D2860 has resided at the National Railway Museum since shortly after it opened and still works there today. It operates as a shunting locomotive which moves other exhibits around, particularly ones which cannot move on their own power, and it is rarely put on display due to the Class 02 being relatively common in preservation.

=== D2866 ===
D2866 started its preserved life in Bridge of Dun on the Caledonian Railway and was still carrying its old livery and number. It was eventually moved to Meadowhall for restoration, and eventually made its way to Rowsley on Peak Rail, where it was dismantled to replace broken parts. It now regularly operates there and is in good condition, and has never left Peak Rail since leaving Meadowhall.

=== D2867 ===
D2867 spent nearly six years in Meadowhall before it was sold to the Battlefield Line Railway in 2001, which is where it resides today.
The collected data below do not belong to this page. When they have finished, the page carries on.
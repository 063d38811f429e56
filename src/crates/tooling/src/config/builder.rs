//! Configuration builder trait
//!
//! Gives every configuration struct in the workspace the same shape:
//! defaults, loading from the environment, and validation before use.

use crate::Result;

/// Trait for configuration structures that are loaded once at startup
///
/// ```rust,ignore
/// use tooling::config::ConfigBuilder;
///
/// let config = ModelConfig::load("")?;
/// ```
pub trait ConfigBuilder: Default + Clone {
    /// Validate the configuration
    ///
    /// Should reject values that would make the process misbehave later,
    /// such as zero timeouts.
    fn validate(&self) -> Result<()> {
        Ok(())
    }

    /// Load configuration from environment variables
    ///
    /// Variables are looked up as `{prefix}{NAME}`. Unset variables fall
    /// back to the `Default` value of the field.
    fn from_env(prefix: &str) -> Result<Self>;

    /// Create and validate the default configuration
    fn build() -> Result<Self> {
        let config = Self::default();
        config.validate()?;
        Ok(config)
    }

    /// Load from the environment and validate
    fn load(prefix: &str) -> Result<Self> {
        let config = Self::from_env(prefix)?;
        config.validate()?;
        Ok(config)
    }
}

#[cfg(test)]
mod tests {
    use super::*;
    use crate::config::get_env_parse_or;
    use crate::ToolingError;

    #[derive(Debug, Clone, PartialEq)]
    struct TestConfig {
        retries: i32,
    }

    impl Default for TestConfig {
        fn default() -> Self {
            Self { retries: 2 }
        }
    }

    impl ConfigBuilder for TestConfig {
        fn validate(&self) -> Result<()> {
            if self.retries < 0 {
                return Err(ToolingError::InvalidConfig(
                    "retries must be non-negative".into(),
                ));
            }
            Ok(())
        }

        fn from_env(prefix: &str) -> Result<Self> {
            let defaults = Self::default();
            Ok(Self {
                retries: get_env_parse_or(&format!("{}RETRIES", prefix), defaults.retries)?,
            })
        }
    }

    #[test]
    fn test_build_uses_defaults() {
        let config = TestConfig::build().unwrap();
        assert_eq!(config, TestConfig::default());
    }

    #[test]
    fn test_load_unset_env_falls_back() {
        let config = TestConfig::load("TOOLING_BUILDER_UNSET_").unwrap();
        assert_eq!(config.retries, 2);
    }

    #[test]
    fn test_load_reads_env() {
        std::env::set_var("TOOLING_BUILDER_READ_RETRIES", "5");
        let config = TestConfig::load("TOOLING_BUILDER_READ_").unwrap();
        assert_eq!(config.retries, 5);
        std::env::remove_var("TOOLING_BUILDER_READ_RETRIES");
    }

    #[test]
    fn test_load_rejects_invalid() {
        std::env::set_var("TOOLING_BUILDER_BAD_RETRIES", "-1");
        let result = TestConfig::load("TOOLING_BUILDER_BAD_");
        assert!(result.is_err());
        std::env::remove_var("TOOLING_BUILDER_BAD_RETRIES");
    }
}
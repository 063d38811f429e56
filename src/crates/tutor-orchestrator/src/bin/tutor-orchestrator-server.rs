//! Tutor orchestrator server binary
//!
//! Serves `POST /orchestrate/` and `GET /health`. All settings come from the
//! environment; see `tutor_orchestrator::config`.

use anyhow::Context;
use llm::remote::GeminiClient;
use std::sync::Arc;
use tooling::config::ConfigBuilder;
use tooling::logging::sanitize_for_logging;
use tutor_orchestrator::api::{create_router, AppState};
use tutor_orchestrator::{
    Orchestrator, OrchestratorConfig, SchemaRegistry, StaticProfileProvider, ToolDispatcher,
};

#[tokio::main]
async fn main() -> anyhow::Result<()> {
    let rust_log = std::env::var("RUST_LOG").unwrap_or_else(|_| "info".to_string());
    tracing_subscriber::fmt().with_env_filter(rust_log).init();

    tracing::info!("Loading configuration from environment");
    let config = OrchestratorConfig::load("").context("invalid configuration")?;

    if config.model.api_key.is_empty() && !config.model.api_url.contains("key=") {
        tracing::warn!("GEMINI_API_KEY is not set; model requests will likely be rejected");
    }
    tracing::info!(
        "Model endpoint: {}",
        sanitize_for_logging(&config.model.api_url)
    );
    tracing::info!(
        "Model timeout: {:?}, retries: {}",
        config.model.timeout,
        config.model.max_retries
    );

    let registry = Arc::new(SchemaRegistry::builtin());
    for tool in registry.tool_names() {
        match config.endpoints.get(tool) {
            Some(url) => tracing::info!("Tool {} -> {}", tool, sanitize_for_logging(url)),
            None => tracing::info!("Tool {} has no endpoint; responses will be mocked", tool),
        }
    }

    let gateway = Arc::new(GeminiClient::new(config.model.clone())?);
    let dispatcher = ToolDispatcher::new(config.endpoints.clone(), config.tool_timeout())?;
    let orchestrator = Orchestrator::new(gateway, registry, dispatcher);

    let state = AppState::new(
        Arc::new(orchestrator),
        Arc::new(StaticProfileProvider::default()),
    );
    let app = create_router(state);

    let addr = config.bind_addr();
    tracing::info!("Starting tutor orchestrator on {}", addr);
    let listener = tokio::net::TcpListener::bind(&addr)
        .await
        .with_context(|| format!("failed to bind {}", addr))?;

    axum::serve(listener, app)
        .with_graceful_shutdown(shutdown_signal())
        .await?;

    tracing::info!("Tutor orchestrator shut down gracefully");
    Ok(())
}

/// Signal for graceful shutdown (Ctrl-C or SIGTERM)
async fn shutdown_signal() {
    let ctrl_c = async {
        if let Err(e) = tokio::signal::ctrl_c().await {
            tracing::error!("Failed to install CTRL-C handler: {}", e);
            std::future::pending::<()>().await;
        }
    };

    #[cfg(unix)]
    let terminate = async {
        match tokio::signal::unix::signal(tokio::signal::unix::SignalKind::terminate()) {
            Ok(mut signal) => {
                signal.recv().await;
            }
            Err(e) => {
                tracing::error!("Failed to install SIGTERM handler: {}", e);
                std::future::pending::<()>().await;
            }
        }
    };

    #[cfg(not(unix))]
    let terminate = std::future::pending::<()>();

    tokio::select! {
        _ = ctrl_c => {
            tracing::info!("Received CTRL-C signal, shutting down");
        }
        _ = terminate => {
            tracing::info!("Received SIGTERM signal, shutting down");
        }
    }
}
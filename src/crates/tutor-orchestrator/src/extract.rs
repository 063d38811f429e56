//! JSON extraction from model output
//!
//! Models wrap their answer in prose, code fences or trailing commentary.
//! The extractor scans for `{`, finds the matching `}` and keeps the first
//! span that parses as a JSON object.

use crate::{OrchestratorError, Result};
use serde_json::{Map, Value};
use tracing::debug;

/// Balanced spans that may fail to parse before the search gives up
pub const MAX_REJECTED_SPANS: usize = 64;

/// First balanced JSON object in `text`
///
/// ```rust
/// use tutor_orchestrator::extract::extract_json;
///
/// let text = r#"Sure! {"tool": "note_maker", "parameters": {}} Hope that helps."#;
/// let object = extract_json(text).unwrap();
/// assert_eq!(object["tool"], "note_maker");
/// ```
pub fn extract_json(text: &str) -> Result<Map<String, Value>> {
    let mut search_from = 0;
    let mut rejected = 0;

    while rejected < MAX_REJECTED_SPANS {
        let Some(offset) = text[search_from..].find('{') else {
            break;
        };
        let start = search_from + offset;

        // an unclosed span ends the search
        let Some(len) = balanced_span(&text[start..]) else {
            debug!(start, "Span never closes");
            break;
        };

        let candidate = &text[start..start + len];
        match serde_json::from_str::<Value>(candidate) {
            Ok(Value::Object(object)) => return Ok(object),
            Ok(_) => {}
            Err(e) => debug!(start, "Skipping unparseable span: {}", e),
        }
        rejected += 1;

        // '{' is one byte, so the next char boundary follows it
        search_from = start + 1;
    }

    Err(OrchestratorError::NoJsonFound {
        raw: text.to_string(),
    })
}

/// Byte length of the span opened by the `{` at the start of `text`
///
/// Braces inside string literals do not count. `None` when the span never
/// closes.
fn balanced_span(text: &str) -> Option<usize> {
    let mut depth = 0usize;
    let mut in_string = false;
    let mut escaped = false;

    for (i, ch) in text.char_indices() {
        if in_string {
            if escaped {
                escaped = false;
            } else if ch == '\\' {
                escaped = true;
            } else if ch == '"' {
                in_string = false;
            }
            continue;
        }

        match ch {
            '"' => in_string = true,
            '{' => depth += 1,
            '}' => {
                depth = depth.saturating_sub(1);
                if depth == 0 {
                    return Some(i + 1);
                }
            }
            _ => {}
        }
    }

    None
}
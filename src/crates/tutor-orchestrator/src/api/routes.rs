//! API route definitions

use axum::{
    routing::{get, post},
    Router,
};
use std::sync::Arc;

use crate::api::handlers;
use crate::context::UserContextProvider;
use crate::pipeline::Orchestrator;

/// Shared application state
#[derive(Clone)]
pub struct AppState {
    pub orchestrator: Arc<Orchestrator>,
    pub profiles: Arc<dyn UserContextProvider>,
}

impl AppState {
    pub fn new(orchestrator: Arc<Orchestrator>, profiles: Arc<dyn UserContextProvider>) -> Self {
        Self {
            orchestrator,
            profiles,
        }
    }
}

/// Build the API router
pub fn create_router(state: AppState) -> Router {
    Router::new()
        .route("/health", get(handlers::health))
        .route("/orchestrate", post(handlers::orchestrate))
        .route("/orchestrate/", post(handlers::orchestrate))
        .with_state(state)
}
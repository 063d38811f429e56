//! Learner profile and conversation types

use serde::{Deserialize, Serialize};
use serde_json::{Map, Value};

/// Profile key holding free text such as "Level 4: Building foundations"
pub const MASTERY_LEVEL_SUMMARY: &str = "mastery_level_summary";

/// Profile key holding the preferred teaching style, e.g. "visual"
pub const PREFERRED_TEACHING_STYLE: &str = "preferred_teaching_style";

/// One turn of prior conversation
#[derive(Debug, Clone, PartialEq, Eq, Serialize, Deserialize)]
pub struct ChatMessage {
    pub role: String,
    pub content: String,
}

impl ChatMessage {
    pub fn new(role: impl Into<String>, content: impl Into<String>) -> Self {
        Self {
            role: role.into(),
            content: content.into(),
        }
    }
}

/// Opaque learner profile
///
/// The pipeline only reads [`MASTERY_LEVEL_SUMMARY`] and
/// [`PREFERRED_TEACHING_STYLE`]; everything else is forwarded to the tool
/// as `user_info`.
#[derive(Debug, Clone, Default, PartialEq, Serialize, Deserialize)]
#[serde(transparent)]
pub struct UserContext(Map<String, Value>);

impl UserContext {
    pub fn new() -> Self {
        Self::default()
    }

    /// Builder-style insert
    pub fn with(mut self, key: impl Into<String>, value: impl Into<Value>) -> Self {
        self.0.insert(key.into(), value.into());
        self
    }

    pub fn get(&self, key: &str) -> Option<&Value> {
        self.0.get(key)
    }

    /// String value of `key`, if present and a string
    pub fn get_str(&self, key: &str) -> Option<&str> {
        self.0.get(key).and_then(Value::as_str)
    }

    pub fn to_value(&self) -> Value {
        Value::Object(self.0.clone())
    }
}

impl From<Map<String, Value>> for UserContext {
    fn from(map: Map<String, Value>) -> Self {
        Self(map)
    }
}

/// Source of learner profiles
pub trait UserContextProvider: Send + Sync {
    /// Profile for `user_id`; lookups always succeed
    fn user_context(&self, user_id: &str) -> UserContext;
}

/// Serves the same demo profile to every user
#[derive(Debug, Clone)]
pub struct StaticProfileProvider {
    profile: UserContext,
}

impl StaticProfileProvider {
    /// Serve `profile`, with `user_id` filled in per request
    pub fn new(profile: UserContext) -> Self {
        Self { profile }
    }
}

impl Default for StaticProfileProvider {
    fn default() -> Self {
        Self::new(
            UserContext::new()
                .with("name", "Student")
                .with("grade_level", "10")
                .with(
                    "learning_style_summary",
                    "Prefers visual explanations and structured notes",
                )
                .with("emotional_state_summary", "Confused")
                .with(
                    MASTERY_LEVEL_SUMMARY,
                    "Level 4: Building foundational knowledge",
                )
                .with(PREFERRED_TEACHING_STYLE, "visual"),
        )
    }
}

impl UserContextProvider for StaticProfileProvider {
    fn user_context(&self, user_id: &str) -> UserContext {
        self.profile.clone().with("user_id", user_id)
    }
}

#[cfg(test)]
mod tests {
    use super::*;
    use serde_json::json;

    #[test]
    fn test_static_profile() {
        let provider = StaticProfileProvider::default();
        let context = provider.user_context("student123");

        assert_eq!(context.get_str("user_id"), Some("student123"));
        assert_eq!(context.get_str(PREFERRED_TEACHING_STYLE), Some("visual"));
        assert_eq!(
            context.get_str(MASTERY_LEVEL_SUMMARY),
            Some("Level 4: Building foundational knowledge")
        );
    }

    #[test]
    fn test_get_str_ignores_non_strings() {
        let context = UserContext::new().with("grade_level", 10);
        assert_eq!(context.get_str("grade_level"), None);
        assert_eq!(context.get("grade_level"), Some(&json!(10)));
    }

    #[test]
    fn test_serializes_as_plain_object() {
        let context = UserContext::new().with("name", "Ada");
        assert_eq!(serde_json::to_value(&context).unwrap(), json!({"name": "Ada"}));
        assert_eq!(context.to_value(), json!({"name": "Ada"}));
    }

    #[test]
    fn test_chat_message_shape() {
        let message: ChatMessage =
            serde_json::from_value(json!({"role": "user", "content": "hi"})).unwrap();
        assert_eq!(message, ChatMessage::new("user", "hi"));
    }
}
It has, however, been on tour once through Runcorn, Crewe, Nuneaton, Manchester and Warrington. Upon arrival in the Battlefield Line Railway, it was still in its previous industrial livery. The unit has been refurbished by the railway and is in operable condition.

=== D2868 ===
D2868 was stored in Meadowhall until 2004 when it was sold to Barrow Hill Engine Shed, where it resides today. It travelled to Durham in 2006 and to Widnes in 2007. Between 2008 and 2009 it went on loan to Peak Rail, and again in 2013–2014. Between 2012 and 2016, it went to Manchester and was spotted by Deansgate. After 2016, it went back to Barrow Hill where it still resides, mostly on static display, though it is capable of moving under its own traction.

== Technical details ==
The engine is a Rolls-Royce C6NFL176 6-cyl. in-line connected to a Rolls-Royce series 10,000 three-stage twin-disc torque converter and a manually operated YEC reduction and reversing final drive gearbox. The engine and transmission are mounted at an angle of 30 degrees to the horizontal to allow the overall length and height of the locomotive to be reduced.

Unlike most earlier British Rail shunters, the Class 02s were built with train vacuum brakes.

==Industrial locomotives==
In addition to these locomotives produced for British Railways, around fifty very similar locomotives (most with diesel-electric transmissions and/or more powerful engines) were produced for industrial customers. Many of these can now be found in preservation as well, since few industrial users have their own railways anymore. Quite a few are painted in fictitious British Railways livery and numbering, such as 02 101.

== Model trains ==
The Class 02 is available as a model in OO gauge from the Danish manufacturers Heljan, and also available in O gauge.